SAMPLE: Symptoms as described.  The patient is agitated and too out of it to answer questions about her history.  Her girlfriend who is a bit drunk but trying to help tells you that the patient’s name is Sam.  Sam is 24 but the friend doesn’t know about any allergies and only that she is on some kind of birth control.  No relevant history.  They skied in today and Sam didn’t eat much for dinner—she was having too much fun with her new best friend, Jim.

Vitals: Round 1 – HR 104, RR 28, V on AVPU , skin pale.  Round 2 – HR 124, RR 32, P on AVPU, skin cyanotic.

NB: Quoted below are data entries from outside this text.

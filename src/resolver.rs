//! Composite glyph placement.
//!
//! Every overlay transform is computed from the base character's own
//! metrics and the overlay glyph's metrics alone, so overlays never
//! influence each other and the composite always keeps the base advance
//! width.

use kurbo::{Affine, Rect};
use smol_str::SmolStr;

use crate::{
    atom::{AccidentalKind, OctaveVariant},
    geometry::{GeometryTable, DOT_CENTER_NUDGE, DOT_HEIGHT_ADJUSTMENT, DOUBLE_DOT_SCALE},
};

/// The ink bounding box and advance width of a glyph
#[derive(Debug, Clone, PartialEq)]
pub struct GlyphMetrics {
    pub name: SmolStr,
    pub bbox: Rect,
    pub advance_width: f64,
}

impl GlyphMetrics {
    pub fn new(name: impl Into<SmolStr>, bbox: Rect, advance_width: f64) -> Self {
        GlyphMetrics {
            name: name.into(),
            bbox,
            advance_width,
        }
    }
}

/// A base character of a notation system together with its glyph metrics
#[derive(Debug, Clone, PartialEq)]
pub struct CharacterMetrics {
    pub system: String,
    pub character: char,
    pub glyph: GlyphMetrics,
}

/// An overlay to place on top of a base character
#[derive(Debug, Clone, PartialEq)]
pub enum OverlaySpec {
    OctaveDots {
        variant: OctaveVariant,
        dot: GlyphMetrics,
    },
    Accidental {
        kind: AccidentalKind,
        glyph: GlyphMetrics,
    },
}

/// A positioned reference to another glyph
#[derive(Debug, Clone, PartialEq)]
pub struct ComponentRef {
    pub glyph: SmolStr,
    pub transform: Affine,
}

#[derive(Debug, Clone, PartialEq)]
pub struct CompositeGlyph {
    /// The base reference first, then overlays in the order requested
    pub components: Vec<ComponentRef>,
    pub advance_width: f64,
}

/// Horizontal offset of an octave dot over `base`.
pub fn dot_x_offset(base: &CharacterMetrics, dot: &Rect, geometry: &GeometryTable) -> f64 {
    let bbox = base.glyph.bbox;
    let base_width = bbox.width();
    let x = if geometry.config.dot_horizontal_center {
        bbox.x0 + (base_width - dot.width()) / 2.0 - dot.x0 + dot.width() * DOT_CENTER_NUDGE
    } else {
        bbox.x0 - dot.x0
    };
    x + geometry.dot_nudge(Some(&base.system), base.character) * base_width
}

/// Transforms for the dot (or two dots) of an octave variant.
pub fn dot_placements(
    base: &CharacterMetrics,
    variant: OctaveVariant,
    dot: &Rect,
    geometry: &GeometryTable,
) -> Vec<Affine> {
    let bbox = base.glyph.bbox;
    let adjustment = bbox.height() * DOT_HEIGHT_ADJUSTMENT;
    let x = dot_x_offset(base, dot, geometry);
    let y = if variant.is_above() {
        bbox.y1 - dot.y0 + geometry.config.dot_above_gap + adjustment
    } else {
        bbox.y0 - dot.y1 - geometry.config.dot_below_gap - adjustment
    };
    if variant.dot_count() == 1 {
        return vec![Affine::translate((x, y))];
    }
    let spacing = 2.0 * dot.height() * DOUBLE_DOT_SCALE;
    let second = if variant.is_above() {
        y + spacing
    } else {
        y - spacing
    };
    [y, second]
        .into_iter()
        .map(|y| Affine::new([DOUBLE_DOT_SCALE, 0.0, 0.0, DOUBLE_DOT_SCALE, x, y]))
        .collect()
}

/// Transform placing an accidental to the right of `base`, vertically centered.
pub fn accidental_placement(
    base: &CharacterMetrics,
    accidental: &Rect,
    geometry: &GeometryTable,
) -> Affine {
    let bbox = base.glyph.bbox;
    let config = &geometry.config;
    let x = bbox.x1 - accidental.x0 + config.accidental_x_offset;
    let y = (bbox.y1 + bbox.y0 - accidental.y1 - accidental.y0) / 2.0 + config.accidental_y_offset;
    let scale = config.accidental_scale;
    Affine::new([scale, 0.0, 0.0, scale, x, y])
}

/// Build the composite for `base` with the given overlays.
pub fn resolve(
    base: &CharacterMetrics,
    overlays: &[OverlaySpec],
    geometry: &GeometryTable,
) -> CompositeGlyph {
    let mut components = vec![ComponentRef {
        glyph: base.glyph.name.clone(),
        transform: Affine::IDENTITY,
    }];
    for overlay in overlays {
        match overlay {
            OverlaySpec::OctaveDots { variant, dot } => {
                components.extend(
                    dot_placements(base, *variant, &dot.bbox, geometry)
                        .into_iter()
                        .map(|transform| ComponentRef {
                            glyph: dot.name.clone(),
                            transform,
                        }),
                );
            }
            OverlaySpec::Accidental { glyph, .. } => components.push(ComponentRef {
                glyph: glyph.name.clone(),
                transform: accidental_placement(base, &glyph.bbox, geometry),
            }),
        }
    }
    CompositeGlyph {
        components,
        advance_width: base.glyph.advance_width,
    }
}

#[cfg(test)]
mod tests {
    #![allow(clippy::unwrap_used)]
    use super::*;
    use crate::geometry::GeometryConfig;
    use rstest::rstest;

    fn assert_close(actual: f64, expected: f64) {
        assert!(
            (actual - expected).abs() < 1e-9,
            "expected {expected}, got {actual}"
        );
    }

    fn coeffs(affine: &Affine) -> [f64; 6] {
        affine.as_coeffs()
    }

    fn base(character: char) -> CharacterMetrics {
        CharacterMetrics {
            system: "number".to_string(),
            character,
            glyph: GlyphMetrics::new("one", Rect::new(10.0, 0.0, 90.0, 700.0), 120.0),
        }
    }

    fn dot() -> GlyphMetrics {
        GlyphMetrics::new("period", Rect::new(0.0, 0.0, 40.0, 40.0), 60.0)
    }

    fn sharp() -> GlyphMetrics {
        GlyphMetrics::new("sharp", Rect::new(5.0, -100.0, 65.0, 500.0), 70.0)
    }

    #[test]
    fn test_one_dot_above() {
        let composite = resolve(
            &base('1'),
            &[OverlaySpec::OctaveDots {
                variant: OctaveVariant::OneDotAbove,
                dot: dot(),
            }],
            &GeometryTable::default(),
        );
        assert_eq!(composite.components.len(), 2);
        assert_eq!(composite.components[0].transform, Affine::IDENTITY);
        let [a, _, _, d, x, y] = coeffs(&composite.components[1].transform);
        assert_eq!((a, d), (1.0, 1.0));
        // 10 + (80 - 40) / 2 - 0 + 40 * 0.8
        assert_close(x, 62.0);
        // 700 - 0 + 50 + 700 * 0.05
        assert_close(y, 785.0);
    }

    #[test]
    fn test_one_dot_below() {
        let placements = dot_placements(
            &base('1'),
            OctaveVariant::OneDotBelow,
            &dot().bbox,
            &GeometryTable::default(),
        );
        let [_, _, _, _, x, y] = coeffs(&placements[0]);
        assert_close(x, 62.0);
        // 0 - 40 - 50 - 35
        assert_close(y, -125.0);
    }

    #[rstest]
    #[case(OctaveVariant::TwoDotsAbove, 785.0, 785.0 + 48.0)]
    #[case(OctaveVariant::TwoDotsBelow, -125.0, -125.0 - 48.0)]
    fn test_two_dots(#[case] variant: OctaveVariant, #[case] first: f64, #[case] second: f64) {
        let placements =
            dot_placements(&base('1'), variant, &dot().bbox, &GeometryTable::default());
        assert_eq!(placements.len(), 2);
        let [a0, _, _, d0, x0, y0] = coeffs(&placements[0]);
        let [a1, _, _, _, x1, y1] = coeffs(&placements[1]);
        assert_eq!((a0, d0, a1), (DOUBLE_DOT_SCALE, DOUBLE_DOT_SCALE, DOUBLE_DOT_SCALE));
        assert_close(x0, 62.0);
        assert_close(x1, 62.0);
        assert_close(y0, first);
        assert_close(y1, second);
    }

    #[rstest]
    #[case('2', 62.0 - 8.0)]
    #[case('3', 62.0 - 80.0 * 0.17)]
    #[case('4', 62.0 + 3.2)]
    #[case('7', 62.0 - 3.2)]
    fn test_character_nudges(#[case] character: char, #[case] expected: f64) {
        let x = dot_x_offset(&base(character), &dot().bbox, &GeometryTable::default());
        assert_close(x, expected);
    }

    #[test]
    fn test_uncentered_dot() {
        let geometry = GeometryTable::new(GeometryConfig {
            dot_horizontal_center: false,
            ..Default::default()
        });
        let dot = Rect::new(5.0, 0.0, 45.0, 40.0);
        assert_close(dot_x_offset(&base('1'), &dot, &geometry), 5.0);
        assert_close(dot_x_offset(&base('2'), &dot, &geometry), 5.0 - 8.0);
    }

    #[test]
    fn test_accidental_placement() {
        let geometry = GeometryTable::new(GeometryConfig {
            accidental_scale: 0.8,
            accidental_x_offset: 10.0,
            accidental_y_offset: -5.0,
            ..Default::default()
        });
        let [a, b, c, d, x, y] = coeffs(&accidental_placement(&base('1'), &sharp().bbox, &geometry));
        assert_eq!((a, b, c, d), (0.8, 0.0, 0.0, 0.8));
        // 90 - 5 + 10
        assert_close(x, 95.0);
        // (700 + 0 - 500 + 100) / 2 - 5
        assert_close(y, 145.0);
    }

    #[rstest]
    #[case(vec![])]
    #[case(vec![OverlaySpec::OctaveDots { variant: OctaveVariant::TwoDotsBelow, dot: dot() }])]
    #[case(vec![OverlaySpec::Accidental { kind: AccidentalKind::Sharp, glyph: sharp() }])]
    #[case(vec![
        OverlaySpec::Accidental { kind: AccidentalKind::Sharp, glyph: sharp() },
        OverlaySpec::OctaveDots { variant: OctaveVariant::TwoDotsAbove, dot: dot() },
    ])]
    fn test_width_is_base_width(#[case] overlays: Vec<OverlaySpec>) {
        let composite = resolve(&base('5'), &overlays, &GeometryTable::default());
        assert_eq!(composite.advance_width, 120.0);
    }

    #[test]
    fn test_overlays_are_independent() {
        let geometry = GeometryTable::default();
        let accidental = OverlaySpec::Accidental {
            kind: AccidentalKind::Flat,
            glyph: sharp(),
        };
        let dots = OverlaySpec::OctaveDots {
            variant: OctaveVariant::OneDotAbove,
            dot: dot(),
        };
        let alone = resolve(&base('3'), &[accidental.clone()], &geometry);
        let combined = resolve(&base('3'), &[accidental, dots.clone()], &geometry);
        let dots_only = resolve(&base('3'), &[dots], &geometry);

        assert_eq!(combined.components[1], alone.components[1]);
        assert_eq!(combined.components[2], dots_only.components[1]);
        assert_eq!(
            combined
                .components
                .iter()
                .map(|c| c.glyph.as_str())
                .collect::<Vec<_>>(),
            vec!["one", "sharp", "period"]
        );
    }
}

Setting: You’re at ~10,000 feet at one of the 10th Mountain Huts.  It’s 8 pm, ~20 degrees F., calm, and clear sky, with a full moon casting a silvery light over a powdery snow pack.  No one has a sat phone and there is no cell phone service at the hut, but someone says there is up on the hill about 45 minutes away.  Someone else says they have an old SPOT transponder but they’ve never used it.  Like all the huts there is a rescue sled down in the wood shed.  It is about 5 miles and 1500 feet down to the trailhead.  Snow conditions are great.

What else do you do?  What is your Assessment?  What are your Anticipated Problems?  What is your plan?  What are you really worrying about?

RESPONSE

What else do you do?
Make sure no one else is cut by the glass – scene safety!  Immediately throw a tourniquet on Sam’s leg, two to three inches proximal to the wound.  Stop the scalp laceration wounds with direct pressure.  If you have hemostatic dressings and the scalp wounds are bad, use them there, otherwise use them deep in the thigh wound, once the bleeding significantly slows.  Keep Sam horizontal and warm, and her legs elevated.  Make sure the Jim Beam is capped and no more is consumed.  Reassure and calm down Sam’s friends.

What is your Assessment?
Sam, a 24 year old female went through a plate glass window after consuming large quantities of alcohol.  Concerned about shock due to significant loss of blood from very serious spurting thigh, along with scalp lacerations.  Tourniquet placed on thigh at (time applied) and dressings applied to scalp and arm.  Patient placed in sleeping bag and legs elevated.

What are your Anticipated Problems?
For Sam altitude, hypoglycemia, dehydration (?), sobriety, loss of limb, if she is A,V, or P dealing with pain.  For Sam’s friends possibly the same (other than laceration issues) and emotional issues.  For you and your friends possibly the same, with hopefully the exception of sobriety.  Evacuation.

What is your plan?
It would depend on Sam’s status, the capacity of the group at the hut, distance/trail conditions to trailhead, and phone coverage.  The big question is whether you need to risk trying to get Sam out that night.  Is there so much blood loss that she might not make it through the night?   If that is the case do you have the people power (numbers, ability, energy, etc.) and the gear (sled) to safely descend to the road?  Either way, do you have enough people that a few could be sent out with a copy of the SOAP note to request assistance (night time evac, first daylight rescue launch, ambulance or chopper at trailhead)?  If sufficient people power try to fix window.

What are you really worrying about?
Death from shock.  Loss of limb.  Inebriated friends.